* DESCRIPTION OF THE TASK:
In the data below, find the line that contains "the given dimensions." and the line that contains "Write a solid". Copy both, plus every line between them, exactly.

(Recorded data)
"""

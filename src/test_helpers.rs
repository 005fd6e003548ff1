//! Shared test utilities for the thumbgen test suite.
//!
//! Provides synthetic image encoders and filesystem helpers so unit tests
//! never depend on fixture files.
//!
//! # Usage
//!
//! ```rust,ignore
//! use crate::test_helpers::*;
//!
//! let tmp = tempfile::TempDir::new().unwrap();
//! let source = write_test_jpeg(tmp.path(), "pic.jpg", 400, 300);
//! set_mtime(&source, 1_000_000);
//! ```

use image::{ImageEncoder, Rgb, RgbImage, Rgba, RgbaImage};
use std::fs::{self, File};
use std::path::{Path, PathBuf};
use std::time::{Duration, UNIX_EPOCH};

// =========================================================================
// Synthetic images
// =========================================================================

/// JPEG bytes of a gradient image with the given dimensions.
pub fn encode_test_jpeg(width: u32, height: u32) -> Vec<u8> {
    let img = RgbImage::from_fn(width, height, |x, y| {
        Rgb([(x % 256) as u8, (y % 256) as u8, 128])
    });
    let mut bytes = Vec::new();
    image::codecs::jpeg::JpegEncoder::new(&mut bytes)
        .write_image(img.as_raw(), width, height, image::ExtendedColorType::Rgb8)
        .unwrap();
    bytes
}

/// PNG bytes of a solid black image where every pixel has the given alpha.
pub fn encode_test_png(width: u32, height: u32, alpha: u8) -> Vec<u8> {
    encode_png(&RgbaImage::from_pixel(width, height, Rgba([0, 0, 0, alpha])))
}

/// PNG bytes of an arbitrary RGBA buffer.
pub fn encode_png(img: &RgbaImage) -> Vec<u8> {
    let mut bytes = Vec::new();
    image::codecs::png::PngEncoder::new(&mut bytes)
        .write_image(
            img.as_raw(),
            img.width(),
            img.height(),
            image::ExtendedColorType::Rgba8,
        )
        .unwrap();
    bytes
}

/// Write a gradient JPEG into `dir` and return its path.
pub fn write_test_jpeg(dir: &Path, name: &str, width: u32, height: u32) -> PathBuf {
    let path = dir.join(name);
    fs::write(&path, encode_test_jpeg(width, height)).unwrap();
    path
}

/// Write a solid PNG with the given alpha into `dir` and return its path.
pub fn write_test_png(dir: &Path, name: &str, width: u32, height: u32, alpha: u8) -> PathBuf {
    let path = dir.join(name);
    fs::write(&path, encode_test_png(width, height, alpha)).unwrap();
    path
}

// =========================================================================
// Filesystem
// =========================================================================

/// Set a file's modification time to `secs` after the Unix epoch.
pub fn set_mtime(path: &Path, secs: u64) {
    File::options()
        .write(true)
        .open(path)
        .unwrap()
        .set_modified(UNIX_EPOCH + Duration::from_secs(secs))
        .unwrap();
}
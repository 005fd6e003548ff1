//! Image processing: pure Rust, no system libraries.
//!
//! | Operation | Crate / function |
//! |---|---|
//! | **Decode** (GIF, JPEG, PNG) | `image::ImageReader` with content sniffing |
//! | **Cover resize** | `imageops::resize` (Lanczos3) + `imageops::crop_imm` |
//! | **Opacity** | per-pixel alpha rescale on GD's 7-bit scale |
//! | **Encode** (GIF, JPEG, PNG) | `image::codecs::*` encoders |
//!
//! The module is split into:
//! - **Calculations**: Pure functions for resize, placement, tiling and alpha math (unit testable)
//! - **Parameters**: Quality, output/source formats, dimensions
//! - **Codec**: [`ImageCodec`] trait + [`RustCodec`]
//! - **Operations**: Pixel functions combining calculations + `imageops`

mod calculations;
pub mod codec;
pub mod operations;
mod params;
pub mod rust_codec;

/// Decoded pixels. Every stage between decode and encode works on RGBA8.
pub type PixelBuffer = image::RgbaImage;

pub use calculations::{
    ResizeAxis, ResizePlan, plan_resize, png_compression_level, tile_origins, watermark_origin,
};
pub use codec::{CodecError, DecodedImage, ImageCodec};
pub use operations::{apply_opacity, resize_and_crop, resize_premultiplied};
pub use params::{Dimensions, FormatSpec, OutputFormat, Quality, SourceFormat};
pub use rust_codec::RustCodec;
//! Image codec trait and shared types.
//!
//! The [`ImageCodec`] trait is the seam between pixel work and file formats:
//! `decode` turns encoded bytes into an RGBA [`PixelBuffer`], `encode` turns a
//! buffer back into bytes of one [`OutputFormat`]. Everything between those
//! two calls operates on pixels only.
//!
//! The production implementation is [`RustCodec`](super::rust_codec::RustCodec),
//! built on the `image` crate's pure Rust GIF, JPEG and PNG codecs.

use super::PixelBuffer;
use super::params::{OutputFormat, Quality, SourceFormat};
use thiserror::Error;

#[derive(Error, Debug)]
pub enum CodecError {
    #[error("IO error: {0}")]
    Io(#[from] std::io::Error),
    #[error("Unsupported image format: {0}")]
    UnsupportedFormat(String),
    #[error("Decode failed: {0}")]
    Decode(String),
    #[error("Encode failed: {0}")]
    Encode(String),
}

/// A decoded source image.
#[derive(Debug, Clone)]
pub struct DecodedImage {
    pub buffer: PixelBuffer,
    /// Format sniffed from the encoded bytes.
    pub format: SourceFormat,
}

impl DecodedImage {
    pub fn dimensions(&self) -> (u32, u32) {
        self.buffer.dimensions()
    }
}

/// Trait for image codecs.
///
/// Implementations must sniff the input format from content, never from a
/// file name, and reject anything outside GIF, JPEG and PNG.
pub trait ImageCodec {
    /// Decode encoded bytes into an RGBA buffer.
    fn decode(&self, bytes: &[u8]) -> Result<DecodedImage, CodecError>;

    /// Encode a buffer as `format`. `quality` is ignored by formats that
    /// don't use it.
    fn encode(
        &self,
        buffer: &PixelBuffer,
        format: OutputFormat,
        quality: Quality,
    ) -> Result<Vec<u8>, CodecError>;
}
//! Alpha-aware watermark compositing.
//!
//! A [`WatermarkCompositor`] owns a decoded watermark image and its
//! [`WatermarkConfig`]. [`apply`](WatermarkCompositor::apply) takes a
//! thumbnail buffer and returns it with the watermark drawn on top:
//!
//! 1. The watermark's alpha is rescaled for the configured opacity
//!    ([`apply_opacity`]) into a working copy.
//! 2. The copy is resampled once to the configured cell size, with
//!    premultiplied alpha.
//! 3. The cell is alpha-blended at every origin from [`tile_origins`],
//!    clipped to the thumbnail. Later tiles draw over earlier ones.
//!
//! Placement and tiling are pure functions in
//! [`imaging`](crate::imaging); this module only wires them to pixels.

use crate::config::{ConfigError, WatermarkConfig};
use crate::imaging::{
    ImageCodec, PixelBuffer, SourceFormat, apply_opacity, resize_premultiplied, tile_origins,
    watermark_origin,
};
use image::imageops;
use std::fs;
use thiserror::Error;

#[derive(Error, Debug)]
pub enum WatermarkError {
    #[error("Invalid watermark image: {0}")]
    InvalidWatermarkImage(String),
    #[error("Invalid watermark config: {0}")]
    InvalidConfig(#[from] ConfigError),
    #[error("IO error: {0}")]
    Io(#[from] std::io::Error),
}

/// A validated watermark ready to composite onto thumbnails.
#[derive(Debug, Clone)]
pub struct WatermarkCompositor {
    config: WatermarkConfig,
    image: PixelBuffer,
}

impl WatermarkCompositor {
    /// Read and decode `config.image`, which must be a PNG.
    pub fn load(codec: &impl ImageCodec, config: WatermarkConfig) -> Result<Self, WatermarkError> {
        config.validate()?;
        let path = &config.image;
        if !path.is_file() {
            return Err(WatermarkError::InvalidWatermarkImage(format!(
                "{} does not exist",
                path.display()
            )));
        }

        let bytes = fs::read(path)?;
        let decoded = codec.decode(&bytes).map_err(|e| {
            WatermarkError::InvalidWatermarkImage(format!("{}: {e}", path.display()))
        })?;
        if decoded.format != SourceFormat::Png {
            return Err(WatermarkError::InvalidWatermarkImage(format!(
                "{} is {}, not png",
                path.display(),
                decoded.format.name()
            )));
        }

        Ok(Self {
            config,
            image: decoded.buffer,
        })
    }

    /// Build from an already decoded watermark.
    pub fn from_image(config: WatermarkConfig, image: PixelBuffer) -> Result<Self, WatermarkError> {
        config.validate()?;
        Ok(Self { config, image })
    }

    pub fn config(&self) -> &WatermarkConfig {
        &self.config
    }

    pub fn image(&self) -> &PixelBuffer {
        &self.image
    }

    fn cell(&self) -> (u32, u32) {
        (self.config.width, self.config.height)
    }

    /// Every origin the cell is drawn at on a canvas of this size.
    pub fn origins(&self, canvas: (u32, u32)) -> Vec<(i64, i64)> {
        let origin = watermark_origin(canvas, self.cell(), &self.config.position);
        let repetition = &self.config.repetition;
        tile_origins(
            repetition.mode,
            origin,
            self.cell(),
            (repetition.padding_x, repetition.padding_y),
            canvas,
        )
    }

    /// Composite the watermark onto `thumbnail`.
    pub fn apply(&self, mut thumbnail: PixelBuffer) -> PixelBuffer {
        let adjusted = apply_opacity(&self.image, self.config.opacity);
        let (cell_w, cell_h) = self.cell();
        let cell = if adjusted.dimensions() == (cell_w, cell_h) {
            adjusted
        } else {
            resize_premultiplied(&adjusted, cell_w, cell_h)
        };

        for (x, y) in self.origins(thumbnail.dimensions()) {
            imageops::overlay(&mut thumbnail, &cell, x, y);
        }
        thumbnail
    }
}
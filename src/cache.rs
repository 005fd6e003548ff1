//! Disk cache for generated thumbnails.
//!
//! Decoding and resampling a large source takes far longer than reading a
//! small file back, so the service can keep each encoded thumbnail on disk
//! and reuse it on the next request.
//!
//! # Design
//!
//! The cache is **path-addressed**: one file per (source stem, size, format),
//! named `<stem>_<width>x<height>.<ext>` inside the configured directory. The
//! file's existence and modification time are the whole cache state; there
//! is no manifest.
//!
//! ## Freshness
//!
//! Timestamps are compared in whole seconds.
//!
//! - **`duration == 0`**: fresh while the source has not been modified after
//!   the cache file (`source_mtime <= cache_mtime`).
//! - **`duration > 0`**: fresh until `cache_mtime + duration`, whatever
//!   happens to the source in the meantime.
//!
//! A missing source or cache file is never fresh.
//!
//! Two sources with the same stem in different directories share a cache
//! file. Writers overwrite in place; the last one wins.

use crate::imaging::{Dimensions, OutputFormat};
use std::fmt;
use std::fs;
use std::io;
use std::path::{Path, PathBuf};
use std::time::{SystemTime, UNIX_EPOCH};

/// Maps a source image and request to its canonical cache file.
#[derive(Debug, Clone, PartialEq, Eq)]
pub struct CacheLocator {
    dir: PathBuf,
}

impl CacheLocator {
    pub fn new(dir: impl Into<PathBuf>) -> Self {
        Self { dir: dir.into() }
    }

    pub fn dir(&self) -> &Path {
        &self.dir
    }

    /// `<dir>/<source stem>_<width>x<height>.<ext>`
    pub fn path(&self, source: &Path, dimensions: Dimensions, format: OutputFormat) -> PathBuf {
        let mut name = source.file_stem().unwrap_or_default().to_os_string();
        name.push(format!("_{dimensions}.{}", format.extension()));
        self.dir.join(name)
    }
}

/// Seconds since the Unix epoch. Times before the epoch read as zero.
pub fn unix_seconds(time: SystemTime) -> u64 {
    time.duration_since(UNIX_EPOCH)
        .map(|d| d.as_secs())
        .unwrap_or_default()
}

/// Modification time of `path` in whole seconds.
pub fn modified_seconds(path: &Path) -> io::Result<u64> {
    Ok(unix_seconds(fs::metadata(path)?.modified()?))
}

/// Pure freshness rule, see the [module docs](self).
pub fn is_fresh(source_mtime: u64, cache_mtime: u64, now: u64, duration: u64) -> bool {
    if duration == 0 {
        source_mtime <= cache_mtime
    } else {
        now <= cache_mtime.saturating_add(duration)
    }
}

/// Whether `cache_file` may be served in place of regenerating from `source`.
pub fn is_cached(source: &Path, cache_file: &Path, duration: u64) -> bool {
    is_cached_at(source, cache_file, duration, unix_seconds(SystemTime::now()))
}

/// [`is_cached`] with an explicit clock.
pub fn is_cached_at(source: &Path, cache_file: &Path, duration: u64, now: u64) -> bool {
    let (Ok(source_mtime), Ok(cache_mtime)) =
        (modified_seconds(source), modified_seconds(cache_file))
    else {
        return false;
    };
    is_fresh(source_mtime, cache_mtime, now, duration)
}

/// Summary of cache performance for a batch run.
#[derive(Debug, Default)]
pub struct CacheStats {
    pub hits: u32,
    pub misses: u32,
}

impl CacheStats {
    pub fn hit(&mut self) {
        self.hits += 1;
    }

    pub fn miss(&mut self) {
        self.misses += 1;
    }

    pub fn total(&self) -> u32 {
        self.hits + self.misses
    }
}

impl fmt::Display for CacheStats {
    fn fmt(&self, f: &mut fmt::Formatter<'_>) -> fmt::Result {
        if self.hits > 0 {
            write!(
                f,
                "{} cached, {} generated ({} total)",
                self.hits,
                self.misses,
                self.total()
            )
        } else {
            write!(f, "{} generated", self.misses)
        }
    }
}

"""

* ANSWER BOX:
/// JPEG bytes of a gradient image with the given dimensions.
pub fn encode_test_jpeg(width: u32, height: u32) -> Vec<u8> {
    let img = RgbImage::from_fn(width, height, |x, y| {
        Rgb([(x % 256) as u8, (y % 256) as u8, 128])
    });
    let mut bytes = Vec::new();
    image::codecs::jpeg::JpegEncoder::new(&mut bytes)
        .write_image(img.as_raw(), width, height, image::ExtendedColorType::Rgb8)
        .unwrap();
    bytes
}

/// PNG bytes of a solid black image where every pixel has the given alpha.
pub fn encode_test_png(width: u32, height: u32, alpha: u8) -> Vec<u8> {
    encode_png(&RgbaImage::from_pixel(width, height, Rgba([0, 0, 0, alpha])))
}

/// PNG bytes of an arbitrary RGBA buffer.
pub fn encode_png(img: &RgbaImage) -> Vec<u8> {
    let mut bytes = Vec::new();
    image::codecs::png::PngEncoder::new(&mut bytes)
        .write_image(
            img.as_raw(),
            img.width(),
            img.height(),
            image::ExtendedColorType::Rgba8,
        )
        .unwrap();
    bytes
}

/// Write a gradient JPEG into `dir` and return its path.
pub fn write_test_jpeg(dir: &Path, name: &str, width: u32, height: u32) -> PathBuf {
    let path = dir.join(name);
    fs::write(&path, encode_test_jpeg(width, height)).unwrap();
    path
}

/// Write a solid PNG with the given alpha into `dir` and return its path.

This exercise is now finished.